Weil-Felix agglutination testing of the patient’s pretreatment serum sample was positive for OXK antigen with an antibody titer of 1200 (Remel Europe Ltd, UK). As this test is neither specific nor sensitive additional tests of the pretreatment and convalescent serum sample taken three weeks later were done in the Naval Medical Research Center, Silver Spring, USA. The Orientia tsutsugamushi immunofluorescence assay (IFA) slides (Biocell Diagnostics, USA) were used for IFA as recommended by the manufacturer. Enzyme-linked immunosorbent assay (ELISA) was performed as previously described by Chao and coworkers.4 Both the IFA and ELISA tests showed more than four-fold antibody titer increase between the admission and the convalescence serum sample confirming that the patient had scrub typhus.
Discussion
Our patient presented with an acute febrile illness and a rash, so the differential diagnosis had to include various diseases.5,6 Characteristic skin eschar in an acute febrile patient from the Tsutsugamushi Triangle is a valuable sign in scrub typhus diagnosis.
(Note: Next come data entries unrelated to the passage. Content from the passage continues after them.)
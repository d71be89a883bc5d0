/// Logistic sigmoid, `1 / (1 + e^-x)`.
#[inline(always)]
pub fn sigmoid(x: f64) -> f64 {
    1.0 / (1.0 + (-x).exp())
}

/// Sigmoid slope expressed through the activation `y = sigmoid(x)`, not through `x`.
#[inline(always)]
pub fn sigmoid_derivative(y: f64) -> f64 {
    y * (1.0 - y)
}

/// Step activation of the perceptron. A sum of exactly zero fires.
#[inline(always)]
pub fn step(sum: f64) -> bool {
    sum >= 0.0
}

// Apply the sigmoid to every value in place
#[inline(always)]
pub fn sigmoid_in_place(values: &mut [f64]) {
    for val in values.iter_mut() {
        *val = sigmoid(*val);
    }
}
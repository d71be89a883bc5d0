use rand::Rng;

use crate::error::{check_len, check_width, NetworkError};
use crate::Result;

/// Dense row-major weight grid.
///
/// Rows are indexed by the destination unit, columns by the source unit, so
/// row `r` holds every weight feeding unit `r` of the next layer.
#[derive(Debug, Clone, PartialEq)]
pub struct WeightMatrix {
    values: Box<[f64]>,
    rows: usize,
    cols: usize,
}

impl WeightMatrix {
    /// Draws every weight independently and uniformly from `[-1, 1]`.
    pub fn random<R: Rng + ?Sized>(rows: usize, cols: usize, rng: &mut R) -> Result<Self> {
        let rows = check_width("weight matrix rows", rows)?;
        let cols = check_width("weight matrix columns", cols)?;

        let values = (0..rows * cols)
            .map(|_| rng.gen_range(-1.0..=1.0))
            .collect();

        Ok(Self { values, rows, cols })
    }

    pub fn from_values(rows: usize, cols: usize, values: Vec<f64>) -> Result<Self> {
        let rows = check_width("weight matrix rows", rows)?;
        let cols = check_width("weight matrix columns", cols)?;
        check_len("weight values", rows * cols, values.len())?;

        Ok(Self {
            values: values.into_boxed_slice(),
            rows,
            cols,
        })
    }

    pub fn from_rows(rows: &[Vec<f64>]) -> Result<Self> {
        let cols = rows.first().map(Vec::len).ok_or(NetworkError::InvalidWidth {
            what: "weight matrix rows",
        })?;

        let mut values = Vec::with_capacity(rows.len() * cols);
        for row in rows {
            check_len("weight row", cols, row.len())?;
            values.extend_from_slice(row);
        }

        Self::from_values(rows.len(), cols, values)
    }

    #[inline]
    pub fn rows(&self) -> usize {
        self.rows
    }

    #[inline]
    pub fn cols(&self) -> usize {
        self.cols
    }

    #[inline]
    pub fn get(&self, row: usize, col: usize) -> f64 {
        self.values[row * self.cols + col]
    }

    #[inline]
    pub fn row(&self, row: usize) -> &[f64] {
        let offset = row * self.cols;
        &self.values[offset..offset + self.cols]
    }

    #[inline]
    pub fn row_mut(&mut self, row: usize) -> &mut [f64] {
        let offset = row * self.cols;
        &mut self.values[offset..offset + self.cols]
    }

    pub fn as_slice(&self) -> &[f64] {
        &self.values
    }

    /// `output[r] = row(r) · input`. Callers guarantee `input.len() == cols`
    /// and `output.len() == rows`.
    #[inline]
    pub fn forward(&self, input: &[f64], output: &mut [f64]) {
        for (r, val) in output.iter_mut().enumerate().take(self.rows) {
            *val = dot_product(input, self.row(r));
        }
    }

    /// Transposed product, `output[c] = Σ_r self[r][c] · input[r]`.
    ///
    /// Pushes per-unit errors of the destination layer back onto the source layer.
    #[inline]
    pub fn backward(&self, input: &[f64], output: &mut [f64]) {
        output.fill(0.0);
        for (r, &err) in input.iter().enumerate().take(self.rows) {
            for (val, &w) in output.iter_mut().zip(self.row(r)) {
                *val += err * w;
            }
        }
    }
}

#[inline(always)]
pub fn dot_product(a: &[f64], b: &[f64]) -> f64 {
    a.iter().zip(b).fold(0.0, |sum, (x, w)| sum + x * w)
}

#[cfg(test)]
mod tests {
    use super::*;
    use rand::rngs::StdRng;
    use rand::SeedableRng;

    #[test]
    fn test_random_weights_are_in_unit_range() {
        let mut rng = StdRng::seed_from_u64(7);
        let matrix = WeightMatrix::random(10, 5, &mut rng).unwrap();

        assert_eq!(matrix.rows(), 10);
        assert_eq!(matrix.cols(), 5);
        assert_eq!(matrix.as_slice().len(), 50);
        assert!(matrix.as_slice().iter().all(|w| (-1.0..=1.0).contains(w)));
    }

    #[test]
    fn test_same_seed_gives_same_weights() {
        let a = WeightMatrix::random(4, 3, &mut StdRng::seed_from_u64(42)).unwrap();
        let b = WeightMatrix::random(4, 3, &mut StdRng::seed_from_u64(42)).unwrap();
        assert_eq!(a, b);
    }

    #[test]
    fn test_rejects_empty_dimensions() {
        let mut rng = StdRng::seed_from_u64(0);
        assert!(matches!(
            WeightMatrix::random(0, 3, &mut rng),
            Err(NetworkError::InvalidWidth { .. })
        ));
        assert!(matches!(
            WeightMatrix::from_rows(&[]),
            Err(NetworkError::InvalidWidth { .. })
        ));
    }

    #[test]
    fn test_from_rows_rejects_ragged_rows() {
        let err = WeightMatrix::from_rows(&[vec![1.0, 2.0], vec![3.0]]).unwrap_err();
        assert_eq!(
            err,
            NetworkError::ShapeMismatch {
                what: "weight row",
                expected: 2,
                actual: 1,
            }
        );
    }

    #[test]
    fn test_forward_and_backward() {
        let matrix = WeightMatrix::from_rows(&[vec![1.0, 2.0, 3.0], vec![-1.0, 0.5, 0.0]]).unwrap();

        let mut out = [0.0; 2];
        matrix.forward(&[1.0, 1.0, 2.0], &mut out);
        assert_eq!(out, [9.0, -0.5]);

        let mut back = [0.0; 3];
        matrix.backward(&[2.0, 4.0], &mut back);
        assert_eq!(back, [-2.0, 6.0, 6.0]);

        assert_eq!(matrix.get(1, 1), 0.5);
        assert_eq!(matrix.row(0), &[1.0, 2.0, 3.0]);
    }
}
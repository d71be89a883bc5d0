use thiserror::Error;

use crate::Result;

#[derive(Debug, Clone, PartialEq, Error)]
pub enum NetworkError {
    /// A vector handed to a model does not match the width it was built with.
    #[error("{what} has length {actual}, expected {expected}")]
    ShapeMismatch {
        what: &'static str,
        expected: usize,
        actual: usize,
    },

    #[error("{what} must have at least one unit")]
    InvalidWidth { what: &'static str },

    #[error("learning rate must be positive and finite, got {0}")]
    InvalidLearningRate(f64),

    #[error("hidden layer has {hidden_rows} units but the output layer reads {output_cols}")]
    IncompatibleLayers {
        hidden_rows: usize,
        output_cols: usize,
    },
}

#[inline]
pub(crate) fn check_len(what: &'static str, expected: usize, actual: usize) -> Result<()> {
    if expected == actual {
        Ok(())
    } else {
        Err(NetworkError::ShapeMismatch {
            what,
            expected,
            actual,
        })
    }
}

#[inline]
pub(crate) fn check_width(what: &'static str, width: usize) -> Result<usize> {
    if width == 0 {
        Err(NetworkError::InvalidWidth { what })
    } else {
        Ok(width)
    }
}

#[inline]
pub(crate) fn check_learning_rate(learning_rate: f64) -> Result<f64> {
    if learning_rate.is_finite() && learning_rate > 0.0 {
        Ok(learning_rate)
    } else {
        Err(NetworkError::InvalidLearningRate(learning_rate))
    }
}
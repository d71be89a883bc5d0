/// Calendar features of a single day, numbered the way the sales data is.
///
/// Day of week runs from 1 (Sunday) to 7 (Saturday).
#[derive(Debug, Clone, Copy, PartialEq, Eq)]
pub struct DayFeatures {
    pub day_of_year: u16,
    pub day_of_month: u8,
    pub day_of_week: u8,
    pub month: u8,
    pub is_holiday: bool,
}

/// One row of the sales dataset: a day and the revenue booked on it.
#[derive(Debug, Clone, Copy, PartialEq)]
pub struct SalesRecord {
    pub day: DayFeatures,
    pub revenue: f64,
}

impl SalesRecord {
    pub fn new(day: DayFeatures, revenue: f64) -> Self {
        Self { day, revenue }
    }
}
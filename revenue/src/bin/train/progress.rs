use indicatif::{ProgressBar, ProgressStyle};

pub struct EpochProgressBar {
    bar: ProgressBar,
}

impl EpochProgressBar {
    pub fn new(epochs: usize) -> Result<Self, Box<dyn std::error::Error>> {
        let bar = ProgressBar::new(epochs as u64);
        bar.set_style(ProgressStyle::default_bar().template(
            "{spinner:.cyan} epoch {pos}/{len} [{wide_bar:.cyan/blue}] {eta_precise}",
        )?);
        Ok(Self { bar })
    }

    pub fn update(&self) {
        self.bar.inc(1);
    }

    pub fn finish(&self) {
        self.bar.finish_and_clear();
    }
}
The frequency of eschars in patients with scrub typhus is highly variable and can be seen in 11–44% of patients.7,8
Scrub typhus complications can be manifested by ARDS, encephalitis, interstitial pneumonia, acute renal and/or hepatic failure as well as acute myocarditis. Respiratory system involvement during scrub typhus ranges from 20–70% out of which ARDS is seen in 14% patients.9,10 Cardiomegaly is found in 3.5% of patients with scrub typhus.11,12 Mortality can reach 70% in untreated patients. It varies according to location and increases with age as well as severe disease-related complications like myocarditis, delirium, pneumonitis, or signs
of hemorrhage.13,14
Conclusion
The patient presented here is the first reported and confirmed case of scrub typhus in Oman. The disease was imported to Oman as the patient had recently returned from Nepal. Many people travel to Oman from the Tsutsugamushi Triangle so scrub typhus should be kept in mind as early treatment can prevent mortality.
Disclosure
The authors declared no conflicts of interest.